### [RAW DATA]
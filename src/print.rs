use stanza::style::HAlign::Left;
use stanza::style::{HAlign, Header, MinWidth, Styles};
use stanza::table::{Col, Row, Table};

use crate::domain::MatchEvent;
use crate::kickoff::ScheduledFixture;
use crate::standings::Standings;

fn numeric_col() -> Col {
    Col::new(Styles::default().with(MinWidth(4)).with(HAlign::Right))
}

pub fn tabulate_standings(standings: &Standings) -> Table {
    let mut cols = vec![
        numeric_col(),
        Col::new(Styles::default().with(MinWidth(20)).with(Left)),
    ];
    cols.extend((0..8).map(|_| numeric_col()));

    let mut table = Table::default().with_cols(cols).with_row(Row::new(
        Styles::default().with(Header(true)),
        vec![
            "#".into(),
            "Club".into(),
            "Matches Played".into(),
            "Wins".into(),
            "Draws".into(),
            "Losses".into(),
            "Points".into(),
            "GF".into(),
            "GA".into(),
            "GD".into(),
        ],
    ));
    for (index, record) in standings.rows().iter().enumerate() {
        table.push_row(Row::new(
            Styles::default(),
            vec![
                format!("{}", index + 1).into(),
                record.club.clone().into(),
                format!("{}", record.played).into(),
                format!("{}", record.wins).into(),
                format!("{}", record.draws).into(),
                format!("{}", record.losses).into(),
                format!("{}", record.points).into(),
                format!("{}", record.goals_for).into(),
                format!("{}", record.goals_against).into(),
                format!("{}", record.goal_difference).into(),
            ],
        ));
    }
    table
}

pub fn tabulate_schedule(rounds: &[Vec<ScheduledFixture>]) -> Table {
    let mut table = Table::default()
        .with_cols(vec![
            numeric_col(),
            Col::new(Styles::default().with(MinWidth(6)).with(HAlign::Right)),
            Col::new(Styles::default().with(MinWidth(20)).with(Left)),
            Col::new(Styles::default().with(MinWidth(20)).with(Left)),
        ])
        .with_row(Row::new(
            Styles::default().with(Header(true)),
            vec![
                "Round".into(),
                "Kickoff".into(),
                "Home".into(),
                "Away".into(),
            ],
        ));
    for (index, round) in rounds.iter().enumerate() {
        for fixture in round {
            table.push_row(Row::new(
                Styles::default(),
                vec![
                    format!("{}", index + 1).into(),
                    format_kickoff(fixture.kickoff).into(),
                    fixture.home.clone().into(),
                    fixture.away.clone().into(),
                ],
            ));
        }
    }
    table
}

pub fn tabulate_events(events: &[MatchEvent]) -> Table {
    let mut table = Table::default()
        .with_cols(vec![
            numeric_col(),
            Col::new(Styles::default().with(MinWidth(6)).with(Left)),
            Col::new(Styles::default().with(MinWidth(18)).with(Left)),
            Col::new(Styles::default().with(MinWidth(18)).with(Left)),
        ])
        .with_row(Row::new(
            Styles::default().with(Header(true)),
            vec![
                "Minute".into(),
                "Side".into(),
                "Event".into(),
                "Player".into(),
            ],
        ));
    for event in events {
        table.push_row(Row::new(
            Styles::default(),
            vec![
                format!("{}'", event.minute).into(),
                event.side.to_string().into(),
                event.category.to_string().into(),
                event.player.clone().unwrap_or_default().into(),
            ],
        ));
    }
    table
}

/// Renders a catalogue time (minutes of the day) as `HH:MM`.
pub fn format_kickoff(minutes: u16) -> String {
    format!("{:02}:{:02}", minutes / 60, minutes % 60)
}

#[cfg(test)]
mod tests {
    use super::*;
    use crate::domain::Score;

    #[test]
    fn kickoff_formatting() {
        assert_eq!("12:00", format_kickoff(720));
        assert_eq!("19:30", format_kickoff(1170));
        assert_eq!("00:05", format_kickoff(5));
    }

    #[test]
    fn schedule_table_flattens_rounds() {
        let rounds = vec![
            vec![ScheduledFixture {
                home: "Rovers".into(),
                away: "City".into(),
                kickoff: 900,
            }],
            vec![ScheduledFixture {
                home: "City".into(),
                away: "Rovers".into(),
                kickoff: 990,
            }],
        ];
        let table = tabulate_schedule(&rounds);
        assert_eq!(3, table.num_rows());
        assert_eq!(4, table.num_cols());
    }

    #[test]
    fn event_table_has_a_row_per_event() {
        use crate::domain::{EventCategory, Side};
        let events = vec![MatchEvent {
            minute: 12,
            category: EventCategory::Goal,
            side: Side::Home,
            player: Some("R. Striker".into()),
        }];
        let table = tabulate_events(&events);
        assert_eq!(2, table.num_rows());
    }

    #[test]
    fn standings_table_has_a_row_per_club() {
        let mut standings =
            Standings::new(["Rovers".to_string(), "City".to_string()]);
        standings.apply("Rovers", "City", &Score::new(2, 1));
        let table = tabulate_standings(&standings);
        // header plus one row per club
        assert_eq!(3, table.num_rows());
        assert_eq!(10, table.num_cols());
    }
}
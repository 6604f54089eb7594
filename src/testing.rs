//! Testing helpers.

use assert_float_eq::*;

pub fn assert_slice_f64_near(expected: &[f64], actual: &[f64], distance: u32) {
    assert_eq!(
        expected.len(),
        actual.len(),
        "lengths do not match: {} ≠ {}",
        expected.len(),
        actual.len()
    );
    for (index, &expected) in expected.iter().enumerate() {
        let actual = actual[index];
        if actual != expected {
            assert_f64_near!(expected, actual, distance);
        }
    }
}
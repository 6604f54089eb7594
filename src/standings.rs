use serde::{Deserialize, Serialize};

use crate::domain::Score;

pub const WIN_POINTS: u32 = 3;
pub const DRAW_POINTS: u32 = 1;

#[derive(Clone, Debug, PartialEq, Eq, Serialize, Deserialize)]
pub struct Record {
    pub club: String,
    pub played: u32,
    pub wins: u32,
    pub draws: u32,
    pub losses: u32,
    pub points: u32,
    pub goals_for: u32,
    pub goals_against: u32,
    pub goal_difference: i32,
}
impl Record {
    fn new(club: String) -> Record {
        Record {
            club,
            played: 0,
            wins: 0,
            draws: 0,
            losses: 0,
            points: 0,
            goals_for: 0,
            goals_against: 0,
            goal_difference: 0,
        }
    }

    fn absorb(&mut self, scored: u32, conceded: u32) {
        self.played += 1;
        self.goals_for += scored;
        self.goals_against += conceded;
        self.goal_difference += scored as i32 - conceded as i32;
        if scored > conceded {
            self.wins += 1;
            self.points += WIN_POINTS;
        } else if scored < conceded {
            self.losses += 1;
        } else {
            self.draws += 1;
            self.points += DRAW_POINTS;
        }
    }
}

#[derive(Clone, Debug, Serialize, Deserialize)]
pub struct Standings {
    rows: Vec<Record>,
}
impl Standings {
    pub fn new(clubs: impl IntoIterator<Item = String>) -> Standings {
        Standings {
            rows: clubs.into_iter().map(Record::new).collect(),
        }
    }

    /// Rows in table order: points descending, goal difference descending,
    /// goals-for descending.
    pub fn rows(&self) -> &[Record] {
        &self.rows
    }

    /// Feeds one final score into both clubs' records and re-sorts the table.
    /// The clubs must have been registered at construction.
    pub fn apply(&mut self, home: &str, away: &str, score: &Score) {
        self.row_mut(home).absorb(score.home as u32, score.away as u32);
        self.row_mut(away).absorb(score.away as u32, score.home as u32);
        self.rows.sort_by(|one, other| {
            other
                .points
                .cmp(&one.points)
                .then(other.goal_difference.cmp(&one.goal_difference))
                .then(other.goals_for.cmp(&one.goals_for))
        });
    }

    fn row_mut(&mut self, club: &str) -> &mut Record {
        self.rows
            .iter_mut()
            .find(|row| row.club == club)
            .unwrap_or_else(|| panic!("no standings row for {club}"))
    }
}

### [WORK TO COMPLETE]
From the first line to the last, transcribe the records exactly.

### [YOUR SOLUTION]
filename src/print.rs
use stanza::style::HAlign::Left;
use stanza::style::{HAlign, Header, MinWidth, Styles};
use stanza::table::{Col, Row, Table};

use crate::domain::MatchEvent;
use crate::kickoff::ScheduledFixture;
use crate::standings::Standings;

fn numeric_col() -> Col {
    Col::new(Styles::default().with(MinWidth(4)).with(HAlign::Right))
}

pub fn tabulate_standings(standings: &Standings) -> Table {
    let mut cols = vec![
        numeric_col(),
        Col::new(Styles::default().with(MinWidth(20)).with(Left)),
    ];
    cols.extend((0..8).map(|_| numeric_col()));

    let mut table = Table::default().with_cols(cols).with_row(Row::new(
        Styles::default().with(Header(true)),
        vec![
            "#".into(),
            "Club".into(),
            "Matches Played".into(),
            "Wins".into(),
            "Draws".into(),
            "Losses".into(),
            "Points".into(),
            "GF".into(),
            "GA".into(),
            "GD".into(),
        ],
    ));
    for (index, record) in standings.rows().iter().enumerate() {
        table.push_row(Row::new(
            Styles::default(),
            vec![
                format!("{}", index + 1).into(),
                record.club.clone().into(),
                format!("{}", record.played).into(),
                format!("{}", record.wins).into(),
                format!("{}", record.draws).into(),
                format!("{}", record.losses).into(),
                format!("{}", record.points).into(),
                format!("{}", record.goals_for).into(),
                format!("{}", record.goals_against).into(),
                format!("{}", record.goal_difference).into(),
            ],
        ));
    }
    table
}

pub fn tabulate_schedule(rounds: &[Vec<ScheduledFixture>]) -> Table {
    let mut table = Table::default()
        .with_cols(vec![
            numeric_col(),
            Col::new(Styles::default().with(MinWidth(6)).with(HAlign::Right)),
            Col::new(Styles::default().with(MinWidth(20)).with(Left)),
            Col::new(Styles::default().with(MinWidth(20)).with(Left)),
        ])
        .with_row(Row::new(
            Styles::default().with(Header(true)),
            vec![
                "Round".into(),
                "Kickoff".into(),
                "Home".into(),
                "Away".into(),
            ],
        ));
    for (index, round) in rounds.iter().enumerate() {
        for fixture in round {
            table.push_row(Row::new(
                Styles::default(),
                vec![
                    format!("{}", index + 1).into(),
                    format_kickoff(fixture.kickoff).into(),
                    fixture.home.clone().into(),
                    fixture.away.clone().into(),
                ],
            ));
        }
    }
    table
}

pub fn tabulate_events(events: &[MatchEvent]) -> Table {
    let mut table = Table::default()
        .with_cols(vec![
            numeric_col(),
            Col::new(Styles::default().with(MinWidth(6)).with(Left)),
            Col::new(Styles::default().with(MinWidth(18)).with(Left)),
            Col::new(Styles::default().with(MinWidth(18)).with(Left)),
        ])
        .with_row(Row::new(
            Styles::default().with(Header(true)),
            vec![
                "Minute".into(),
                "Side".into(),
                "Event".into(),
                "Player".into(),
            ],
        ));
    for event in events {
        table.push_row(Row::new(
            Styles::default(),
            vec![
                format!("{}'", event.minute).into(),
                event.side.to_string().into(),
                event.category.to_string().into(),
                event.player.clone().unwrap_or_default().into(),
            ],
        ));
    }
    table
}

/// Renders a catalogue time (minutes of the day) as `HH:MM`.
pub fn format_kickoff(minutes: u16) -> String {
    format!("{:02}:{:02}", minutes / 60, minutes % 60)
}

#[cfg(test)]
mod tests {
    use super::*;
    use crate::domain::Score;

    #[test]
    fn kickoff_formatting() {
        assert_eq!("12:00", format_kickoff(720));
        assert_eq!("19:30", format_kickoff(1170));
        assert_eq!("00:05", format_kickoff(5));
    }

    #[test]
    fn schedule_table_flattens_rounds() {
        let rounds = vec![
            vec![ScheduledFixture {
                home: "Rovers".into(),
                away: "City".into(),
                kickoff: 900,
            }],
            vec![ScheduledFixture {
                home: "City".into(),
                away: "Rovers".into(),
                kickoff: 990,
            }],
        ];
        let table = tabulate_schedule(&rounds);
        assert_eq!(3, table.num_rows());
        assert_eq!(4, table.num_cols());
    }

    #[test]
    fn event_table_has_a_row_per_event() {
        use crate::domain::{EventCategory, Side};
        let events = vec![MatchEvent {
            minute: 12,
            category: EventCategory::Goal,
            side: Side::Home,
            player: Some("R. Striker".into()),
        }];
        let table = tabulate_events(&events);
        assert_eq!(2, table.num_rows());
    }

    #[test]
    fn standings_table_has_a_row_per_club() {
        let mut standings =
            Standings::new(["Rovers".to_string(), "City".to_string()]);
        standings.apply("Rovers", "City", &Score::new(2, 1));
        let table = tabulate_standings(&standings);
        // header plus one row per club
        assert_eq!(3, table.num_rows());
        assert_eq!(10, table.num_cols());
    }
}
repository 6604f54089eb7594
filename src/testing.rs
//! Testing helpers.

use assert_float_eq::*;

pub fn assert_slice_f64_near(expected: &[f64], actual: &[f64], distance: u32) {
    assert_eq!(
        expected.len(),
        actual.len(),
        "lengths do not match: {} ≠ {}",
        expected.len(),
        actual.len()
    );
    for (index, &expected) in expected.iter().enumerate() {
        let actual = actual[index];
        if actual != expected {
            assert_f64_near!(expected, actual, distance);
        }
    }
}
repository 6604f54089eb7594
filename src/standings.rs
use serde::{Deserialize, Serialize};

use crate::domain::Score;

pub const WIN_POINTS: u32 = 3;
pub const DRAW_POINTS: u32 = 1;

#[derive(Clone, Debug, PartialEq, Eq, Serialize, Deserialize)]
pub struct Record {
    pub club: String,
    pub played: u32,
    pub wins: u32,
    pub draws: u32,
    pub losses: u32,
    pub points: u32,
    pub goals_for: u32,
    pub goals_against: u32,
    pub goal_difference: i32,
}
impl Record {
    fn new(club: String) -> Record {
        Record {
            club,
            played: 0,
            wins: 0,
            draws: 0,
            losses: 0,
            points: 0,
            goals_for: 0,
            goals_against: 0,
            goal_difference: 0,
        }
    }

    fn absorb(&mut self, scored: u32, conceded: u32) {
        self.played += 1;
        self.goals_for += scored;
        self.goals_against += conceded;
        self.goal_difference += scored as i32 - conceded as i32;
        if scored > conceded {
            self.wins += 1;
            self.points += WIN_POINTS;
        } else if scored < conceded {
            self.losses += 1;
        } else {
            self.draws += 1;
            self.points += DRAW_POINTS;
        }
    }
}

#[derive(Clone, Debug, Serialize, Deserialize)]
pub struct Standings {
    rows: Vec<Record>,
}
impl Standings {
    pub fn new(clubs: impl IntoIterator<Item = String>) -> Standings {
        Standings {
            rows: clubs.into_iter().map(Record::new).collect(),
        }
    }

    /// Rows in table order: points descending, goal difference descending,
    /// goals-for descending.
    pub fn rows(&self) -> &[Record] {
        &self.rows
    }

    /// Feeds one final score into both clubs' records and re-sorts the table.
    /// The clubs must have been registered at construction.
    pub fn apply(&mut self, home: &str, away: &str, score: &Score) {
        self.row_mut(home).absorb(score.home as u32, score.away as u32);
        self.row_mut(away).absorb(score.away as u32, score.home as u32);
        self.rows.sort_by(|one, other| {
            other
                .points
                .cmp(&one.points)
                .then(other.goal_difference.cmp(&one.goal_difference))
                .then(other.goals_for.cmp(&one.goals_for))
        });
    }

    fn row_mut(&mut self, club: &str) -> &mut Record {
        self.rows
            .iter_mut()
            .find(|row| row.club == club)
            .unwrap_or_else(|| panic!("no standings row for {club}"))
    }
}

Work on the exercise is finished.